Offener Brief

Zusammenlegung der A- und B-Gruppen im „enseignement secondaire“

In der Mitteilung des Ministeriums vom 19. Juni ist zu lesen, dass die Entscheidung, die A- und B-Gruppen aufzulösen, basierend auf den positiven sanitären Entwicklungen und im Interesse eines jeden Schülers getroffen worden sei. Man habe sich auch mit Schulleitungen, Lehrergewerkschaften sowie Schüler- und Elternverbindungen beraten. Dazu einige Anmerkungen.

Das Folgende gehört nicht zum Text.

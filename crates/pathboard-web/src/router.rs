//! Web router using Axum
//!
//! Serves the roadmap content API consumed by the frontend. Review
//! submission requires an identity header so unauthenticated calls fail
//! with a distinguishable 401.

use axum::extract::{Path, State};
use axum::http::{HeaderMap, StatusCode};
use axum::response::Html;
use axum::routing::{get, post};
use axum::{Json, Router};
use pathboard_core::{CoreError, RoadmapStore};
use pathboard_types::{ReviewEntry, ReviewSubmission, RoadmapRecord, RoadmapSummary};
use std::sync::Arc;
use tower_http::cors::{Any, CorsLayer};
use tracing::debug;

/// Create the web router
pub fn create_router(store: Arc<RoadmapStore>) -> Router {
    let cors = CorsLayer::new()
        .allow_origin(Any)
        .allow_methods(Any)
        .allow_headers(Any);

    Router::new()
        .route("/", get(index_handler))
        .route("/api/health", get(health_handler))
        .route("/api/roadmaps", get(list_handler))
        .route("/api/roadmaps/{id}", get(roadmap_handler))
        .route(
            "/api/roadmaps/{id}/reviews",
            get(reviews_handler).post(submit_review_handler),
        )
        .route("/api/roadmaps/{id}/download", post(download_handler))
        .route("/api/roadmaps/{id}/share", post(share_handler))
        .layer(cors)
        .with_state(store)
}

async fn index_handler() -> Html<String> {
    Html(
        r#"<!DOCTYPE html>
<html>
<head>
    <meta charset="UTF-8">
    <meta name="viewport" content="width=device-width, initial-scale=1.0">
    <title>pathboard - Learning Roadmap Viewer</title>
</head>
<body>
    <h1>pathboard API</h1>
    <p>The API is running. Build the frontend with <code>trunk build --release</code>
       and serve it against this server, or query the API directly:</p>
    <ul>
        <li><a href="/api/health">/api/health</a></li>
        <li><a href="/api/roadmaps">/api/roadmaps</a></li>
    </ul>
</body>
</html>"#
            .to_string(),
    )
}

async fn health_handler() -> Json<serde_json::Value> {
    Json(serde_json::json!({ "status": "ok" }))
}

async fn list_handler(State(store): State<Arc<RoadmapStore>>) -> Json<Vec<RoadmapSummary>> {
    Json(store.list())
}

async fn roadmap_handler(
    State(store): State<Arc<RoadmapStore>>,
    Path(id): Path<String>,
) -> Result<Json<RoadmapRecord>, (StatusCode, String)> {
    store
        .get(&id)
        .map(Json)
        .ok_or_else(|| (StatusCode::NOT_FOUND, format!("roadmap not found: {id}")))
}

async fn reviews_handler(
    State(store): State<Arc<RoadmapStore>>,
    Path(id): Path<String>,
) -> Json<Vec<ReviewEntry>> {
    Json(store.reviews(&id))
}

async fn submit_review_handler(
    State(store): State<Arc<RoadmapStore>>,
    Path(id): Path<String>,
    headers: HeaderMap,
    Json(submission): Json<ReviewSubmission>,
) -> Result<(StatusCode, Json<ReviewEntry>), (StatusCode, String)> {
    // Session management is the auth collaborator's concern; the identity
    // header is all this endpoint needs to distinguish 401
    let username = headers
        .get("x-user")
        .and_then(|v| v.to_str().ok())
        .filter(|s| !s.is_empty())
        .ok_or_else(|| (StatusCode::UNAUTHORIZED, "login required".to_string()))?;

    match store.add_review(&id, username, submission) {
        Ok(entry) => Ok((StatusCode::CREATED, Json(entry))),
        Err(err @ CoreError::InvalidRating { .. }) => {
            Err((StatusCode::UNPROCESSABLE_ENTITY, err.to_string()))
        }
        Err(err @ CoreError::RoadmapNotFound { .. }) => {
            Err((StatusCode::NOT_FOUND, err.to_string()))
        }
        Err(err) => Err((StatusCode::INTERNAL_SERVER_ERROR, err.to_string())),
    }
}

async fn download_handler(
    State(store): State<Arc<RoadmapStore>>,
    Path(id): Path<String>,
) -> StatusCode {
    debug!(roadmap_id = %id, "download event");
    store.record_download(&id);
    StatusCode::NO_CONTENT
}

async fn share_handler(
    State(store): State<Arc<RoadmapStore>>,
    Path(id): Path<String>,
) -> StatusCode {
    debug!(roadmap_id = %id, "share event");
    store.record_share(&id);
    StatusCode::NO_CONTENT
}
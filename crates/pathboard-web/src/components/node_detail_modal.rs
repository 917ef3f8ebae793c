//! Node detail panel
//!
//! Single full-screen overlay; at most one node's panel is visible at a
//! time. Backdrop click or the close control collapses it.

use leptos::prelude::*;
use pathboard_core::status::{status_label, StatusStyle};
use pathboard_core::{FlowNode, ProgressTracker};

/// Detail overlay for one flowchart node
#[component]
pub fn NodeDetailModal(
    node: FlowNode,
    tracker: RwSignal<ProgressTracker>,
    on_close: impl Fn() + 'static + Copy + Send + Sync,
) -> impl IntoView {
    let style = StatusStyle::for_status(node.status);
    let body = node.detail_body().map(|s| s.to_string());
    let node_id = node.id.clone();
    let toggle_id = node.id.clone();
    let completed = move || tracker.get().is_node_completed(&node_id);

    view! {
        <div class="modal-overlay" on:click=move |_| on_close()>
            <div
                class="modal-content node-detail-modal"
                on:click=move |e| e.stop_propagation()
            >
                <div class="modal-header">
                    <h2>{node.label.clone()}</h2>
                    <button class="modal-close" on:click=move |_| on_close()>
                        "×"
                    </button>
                </div>

                <div class="modal-body">
                    <div class="detail-badges">
                        <span
                            class="badge"
                            style=format!(
                                "background: {}; border-color: {}; color: {};",
                                style.background,
                                style.border,
                                style.text,
                            )
                        >
                            {status_label(node.status)}
                        </span>
                        <span class="badge badge-muted">{node.difficulty.clone()}</span>
                        <span class="badge badge-muted">{format!("⏱ {}", node.time_spent)}</span>
                        <span class="badge badge-muted">
                            {format!("{}% done", node.completion)}
                        </span>
                    </div>

                    {body.map(|text| {
                        view! {
                            <div class="detail-section">
                                <p class="detail-body">{text}</p>
                            </div>
                        }
                    })}

                    {(!node.resources.is_empty())
                        .then(|| {
                            view! {
                                <div class="detail-section">
                                    <h3>"Resources"</h3>
                                    <ul class="resource-list">
                                        {node
                                            .resources
                                            .iter()
                                            .map(|r| view! { <li>{r.clone()}</li> })
                                            .collect_view()}
                                    </ul>
                                </div>
                            }
                        })}
                </div>

                <div class="modal-footer">
                    <button
                        class="btn btn-primary"
                        on:click=move |_| {
                            tracker.update(|t| t.toggle_node(&toggle_id));
                        }
                    >
                        {move || {
                            if completed() { "Mark as not completed" } else { "Mark as completed" }
                        }}
                    </button>
                    <button class="btn btn-secondary" on:click=move |_| on_close()>
                        "Close"
                    </button>
                </div>
            </div>
        </div>
    }
}
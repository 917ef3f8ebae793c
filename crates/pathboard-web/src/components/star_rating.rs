//! Star rating widgets

use leptos::prelude::*;

/// Interactive 1-5 star selector for the review form
#[component]
pub fn StarRating(
    /// Currently selected rating; 0 means none yet
    rating: Signal<u8>,
    /// Called with the clicked star value (1-5)
    on_select: Callback<u8>,
) -> impl IntoView {
    view! {
        <div class="star-rating" role="radiogroup" aria-label="Rating">
            {(1..=5u8)
                .map(|star| {
                    view! {
                        <button
                            class=move || {
                                if rating.get() >= star { "star star-filled" } else { "star" }
                            }
                            on:click=move |_| on_select.run(star)
                            aria-label=format!("{} stars", star)
                        >
                            {move || if rating.get() >= star { "★" } else { "☆" }}
                        </button>
                    }
                })
                .collect_view()}
        </div>
    }
}

/// Read-only stars for the aggregate rating header
#[component]
pub fn StaticStars(
    /// Aggregate rating, 0.0-5.0
    rating: f64,
) -> impl IntoView {
    let rounded = rating.round() as u8;

    view! {
        <span class="static-stars" title=format!("{:.1} / 5", rating)>
            {(1..=5u8)
                .map(|star| if rounded >= star { "★" } else { "☆" })
                .collect::<String>()}
        </span>
    }
}
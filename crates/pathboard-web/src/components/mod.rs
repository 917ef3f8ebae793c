//! Leptos UI components

mod empty_state;
mod flowchart;
mod node_detail_modal;
mod review_section;
mod star_rating;
mod step_checklist;
mod toast;

pub use empty_state::EmptyState;
pub use flowchart::FlowchartCanvas;
pub use node_detail_modal::NodeDetailModal;
pub use review_section::ReviewSection;
pub use star_rating::{StarRating, StaticStars};
pub use step_checklist::StepChecklist;
pub use toast::{use_toast, ToastProvider};
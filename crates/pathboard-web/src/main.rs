//! WASM entry point for Leptos CSR app

use leptos::mount::mount_to_body;
use pathboard_web::App;

fn main() {
    console_error_panic_hook::set_once();
    mount_to_body(App);
}
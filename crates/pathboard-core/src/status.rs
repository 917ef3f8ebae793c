//! Node status engine
//!
//! Pure mapping from a node's status to its presentation: color triple,
//! icon name, badge label, plus the id-derived ordinal badge.

use crate::models::{FlowNode, NodeStatus};
use once_cell::sync::Lazy;
use regex::Regex;

/// Presentation triple for one status
#[derive(Debug, Clone, Copy, PartialEq, Eq)]
pub struct StatusStyle {
    /// Node fill, hex
    pub background: &'static str,
    /// Node border, hex
    pub border: &'static str,
    /// Title text, hex
    pub text: &'static str,
}

impl StatusStyle {
    /// Fixed palette per status; unrecognized statuses were already
    /// normalized to `Todo` at parse time
    pub fn for_status(status: NodeStatus) -> Self {
        match status {
            NodeStatus::Done => Self {
                background: "#e8f5e9",
                border: "#4caf50",
                text: "#1b5e20",
            },
            NodeStatus::InProgress => Self {
                background: "#fff8e1",
                border: "#ffc107",
                text: "#7a5c00",
            },
            NodeStatus::Todo => Self {
                background: "#e3f2fd",
                border: "#2196f3",
                text: "#0d47a1",
            },
        }
    }
}

/// Icon name for the status badge (lucide icon ids)
pub fn status_icon(status: NodeStatus) -> &'static str {
    match status {
        NodeStatus::Done => "check-circle",
        NodeStatus::InProgress => "zap",
        NodeStatus::Todo => "circle",
    }
}

/// Badge label for the status
pub fn status_label(status: NodeStatus) -> &'static str {
    match status {
        NodeStatus::Done => "Done",
        NodeStatus::InProgress => "In Progress",
        NodeStatus::Todo => "To Do",
    }
}

static ORDINAL_RE: Lazy<Regex> = Lazy::new(|| Regex::new(r"-(\d+)$").unwrap());

/// Numeric badge shown on a node, parsed from the `"<prefix>-<n>"` id
/// convention with `"1"` as the fallback
///
/// Single isolation point for the id-format coupling: replacing it with an
/// explicit authored order field would touch only this function.
pub fn ordinal_label(node: &FlowNode) -> String {
    ORDINAL_RE
        .captures(&node.id)
        .and_then(|caps| caps.get(1))
        .and_then(|m| m.as_str().parse::<u64>().ok())
        .map(|n| n.to_string())
        .unwrap_or_else(|| "1".to_string())
}

#[cfg(test)]
mod tests {
    use super::*;
    use pathboard_types::RawFlowNode;

    fn node_with_id(id: &str) -> FlowNode {
        FlowNode::from_raw(&RawFlowNode {
            id: Some(id.to_string()),
            ..Default::default()
        })
        .unwrap()
    }

    #[test]
    fn test_missing_status_matches_todo() {
        // A node with no status field gets the exact same treatment as an
        // explicit "todo"
        let defaulted = node_with_id("step-1");
        let explicit = FlowNode::from_raw(&RawFlowNode {
            id: Some("step-2".to_string()),
            status: Some("todo".to_string()),
            ..Default::default()
        })
        .unwrap();

        assert_eq!(
            StatusStyle::for_status(defaulted.status),
            StatusStyle::for_status(explicit.status)
        );
        assert_eq!(status_icon(defaulted.status), status_icon(explicit.status));
        assert_eq!(
            status_label(defaulted.status),
            status_label(explicit.status)
        );
    }

    #[test]
    fn test_unrecognized_status_falls_back_to_todo_style() {
        let node = FlowNode::from_raw(&RawFlowNode {
            id: Some("step-1".to_string()),
            status: Some("paused".to_string()),
            ..Default::default()
        })
        .unwrap();

        assert_eq!(status_label(node.status), "To Do");
        assert_eq!(StatusStyle::for_status(node.status).border, "#2196f3");
    }

    #[test]
    fn test_palette_per_status() {
        assert_eq!(StatusStyle::for_status(NodeStatus::Done).border, "#4caf50");
        assert_eq!(
            StatusStyle::for_status(NodeStatus::InProgress).border,
            "#ffc107"
        );
        assert_eq!(status_icon(NodeStatus::Done), "check-circle");
        assert_eq!(status_label(NodeStatus::InProgress), "In Progress");
    }

    #[test]
    fn test_ordinal_label_from_id_suffix() {
        assert_eq!(ordinal_label(&node_with_id("step-1")), "1");
        assert_eq!(ordinal_label(&node_with_id("step-12")), "12");
        assert_eq!(ordinal_label(&node_with_id("node-007")), "7");
    }

    #[test]
    fn test_ordinal_label_fallback() {
        assert_eq!(ordinal_label(&node_with_id("intro")), "1");
        assert_eq!(ordinal_label(&node_with_id("step-")), "1");
        assert_eq!(ordinal_label(&node_with_id("step-0")), "0");
    }
}
//! Integration tests for the roadmap flowchart graph

use pathboard_core::graph::RoadmapGraph;
use pathboard_core::models::NodeStatus;
use pathboard_types::{FlowchartData, RawFlowEdge, RawFlowNode};

fn node(id: &str, label: &str) -> RawFlowNode {
    RawFlowNode {
        id: Some(id.to_string()),
        label: Some(label.to_string()),
        ..Default::default()
    }
}

fn edge(source: &str, target: &str) -> RawFlowEdge {
    RawFlowEdge {
        source: Some(source.to_string()),
        target: Some(target.to_string()),
    }
}

#[test]
fn test_empty_graph() {
    let graph = RoadmapGraph::new();
    assert!(graph.is_empty());
    assert_eq!(graph.node_count(), 0);
    assert_eq!(graph.edge_count(), 0);
}

#[test]
fn test_parse_well_formed_payload() {
    let data = FlowchartData {
        nodes: vec![
            node("step-1", "HTML"),
            node("step-2", "CSS"),
            node("step-3", "JavaScript"),
        ],
        edges: vec![edge("step-1", "step-2"), edge("step-2", "step-3")],
    };

    let (graph, report) = RoadmapGraph::parse(&data);

    assert!(report.is_clean());
    assert_eq!(graph.node_count(), 3);
    assert_eq!(graph.edge_count(), 2);
    assert_eq!(graph.get_node("step-2").unwrap().label, "CSS");
    assert_eq!(graph.summary(), "3 nodes • 2 connections");
}

#[test]
fn test_fail_soft_parse_drops_only_anonymous_node() {
    // One node missing both id and label, one well-formed: exactly one
    // node survives, no error
    let data = FlowchartData {
        nodes: vec![RawFlowNode::default(), node("step-1", "Intro")],
        edges: vec![],
    };

    let (graph, report) = RoadmapGraph::parse(&data);

    assert_eq!(graph.node_count(), 1);
    assert_eq!(report.nodes_dropped, 1);
    assert!(graph.get_node("step-1").is_some());
}

#[test]
fn test_status_defaults_applied_during_parse() {
    let data = FlowchartData {
        nodes: vec![
            node("step-1", "No status"),
            RawFlowNode {
                id: Some("step-2".to_string()),
                label: Some("Weird status".to_string()),
                status: Some("someday-maybe".to_string()),
                ..Default::default()
            },
        ],
        edges: vec![],
    };

    let (graph, _) = RoadmapGraph::parse(&data);

    // Missing and unrecognized status both land on Todo
    assert_eq!(graph.get_node("step-1").unwrap().status, NodeStatus::Todo);
    assert_eq!(graph.get_node("step-2").unwrap().status, NodeStatus::Todo);
}

#[test]
fn test_status_and_completion_are_independent() {
    // Intentionally permissive: done with completion=40 parses as-is
    let data = FlowchartData {
        nodes: vec![RawFlowNode {
            id: Some("step-1".to_string()),
            label: Some("Intro".to_string()),
            status: Some("done".to_string()),
            completion: Some(40),
            ..Default::default()
        }],
        edges: vec![],
    };

    let (graph, _) = RoadmapGraph::parse(&data);
    let parsed = graph.get_node("step-1").unwrap();

    assert_eq!(parsed.status, NodeStatus::Done);
    assert_eq!(parsed.completion, 40);
}

#[test]
fn test_dangling_edges_never_reach_renderer() {
    let data = FlowchartData {
        nodes: vec![node("a", "A"), node("b", "B")],
        edges: vec![edge("a", "b"), edge("a", "missing"), edge("ghost", "b")],
    };

    let (graph, report) = RoadmapGraph::parse(&data);

    assert_eq!(graph.edge_count(), 1);
    assert_eq!(report.edges_dropped, 2);
    for (source, target) in graph.resolved_edges() {
        assert!(graph.get_node(&source.id).is_some());
        assert!(graph.get_node(&target.id).is_some());
    }
}

#[test]
fn test_disconnected_components_tolerated() {
    let data = FlowchartData {
        nodes: vec![
            node("a", "A"),
            node("b", "B"),
            node("c", "Island"),
            node("d", "Other island"),
        ],
        edges: vec![edge("a", "b")],
    };

    let (graph, report) = RoadmapGraph::parse(&data);

    assert!(report.is_clean());
    assert_eq!(graph.node_count(), 4);
    assert_eq!(graph.edge_count(), 1);
}

#[test]
fn test_node_normalization_round_trip() {
    let data = FlowchartData {
        nodes: vec![RawFlowNode {
            id: Some("step-4".to_string()),
            label: Some("Async".to_string()),
            description: Some("Futures and executors".to_string()),
            content: None,
            status: Some("in-progress".to_string()),
            completion: Some(60),
            difficulty: Some("hard".to_string()),
            time_spent: Some("6h".to_string()),
            resources: Some(vec!["The async book".to_string()]),
            redirect_url: Some("https://rust-lang.github.io/async-book/".to_string()),
            x: Some(40.0),
            y: Some(300.0),
        }],
        edges: vec![],
    };

    let (graph, _) = RoadmapGraph::parse(&data);
    let parsed = graph.get_node("step-4").unwrap();

    assert_eq!(parsed.status, NodeStatus::InProgress);
    assert_eq!(parsed.completion, 60);
    assert_eq!(parsed.difficulty, "hard");
    assert_eq!(parsed.time_spent, "6h");
    assert_eq!(parsed.resources.len(), 1);
    assert_eq!(parsed.detail_body(), Some("Futures and executors"));
    assert_eq!(parsed.position.x, 40.0);
    assert_eq!(parsed.position.y, 300.0);
}

#[test]
fn test_stress_large_flowchart() {
    let nodes = (0..500)
        .map(|i| node(&format!("step-{i}"), &format!("Step {i}")))
        .collect();
    let edges = (0..499)
        .map(|i| edge(&format!("step-{i}"), &format!("step-{}", i + 1)))
        .collect();

    let (graph, report) = RoadmapGraph::parse(&FlowchartData { nodes, edges });

    assert!(report.is_clean());
    assert_eq!(graph.node_count(), 500);
    assert_eq!(graph.edge_count(), 499);
    assert_eq!(graph.node_ids()[499], "step-499");
}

Wenn die derzeitige Lage ein Testlauf für die „Rentrée“ im September ist, dann soll das Ministerium das Kind auch beim Namen nennen

Wenn die derzeitige Lage ein Testlauf für die „Rentrée“ im September ist, dann soll das Ministerium das Kind auch beim Namen nennen Foto: Editpress/Julien Garroy

Die Gewerkschaften des „enseignement fondamental“ mögen die Auflösung der A- und B-Gruppen begrüßt haben. Die des „secondaire“ jedenfalls sind nicht alle einverstanden, wie die Feduse mitgeteilt hat. Außerdem wurde sich laut Feduse nicht mit den Gewerkschaften „beraten“, es wurde ihnen lediglich der Plan des Ministeriums per Videokonferenz mitgeteilt. Auch viele der Direktionen der Sekundarschulen wurden zwar angehört, doch gehört wurden ihre Einwände nicht. Die im Pressebrief des Ministeriums erwähnte CNEL positioniert sich klar gegen die Aufhebung der A- und B-Gruppen für die letzten beiden Schulwochen. So hebt die Schülervertretung zu Recht hervor, dass Lehrer in den kleinen Gruppen besser auf die Bedürfnisse der Schüler eingehen können, besonders auf die schwächeren und jene, die während des sogenannten Homeschoolings schlechtere Lernbedingungen hatten. Bei dieser wie bei vielen anderen Entscheidungen des Ministeriums wird wieder einmal weder auf das Input derer, die an Schulen tatsächlich lernen und lehren, noch auf die Schulleitungen gehört.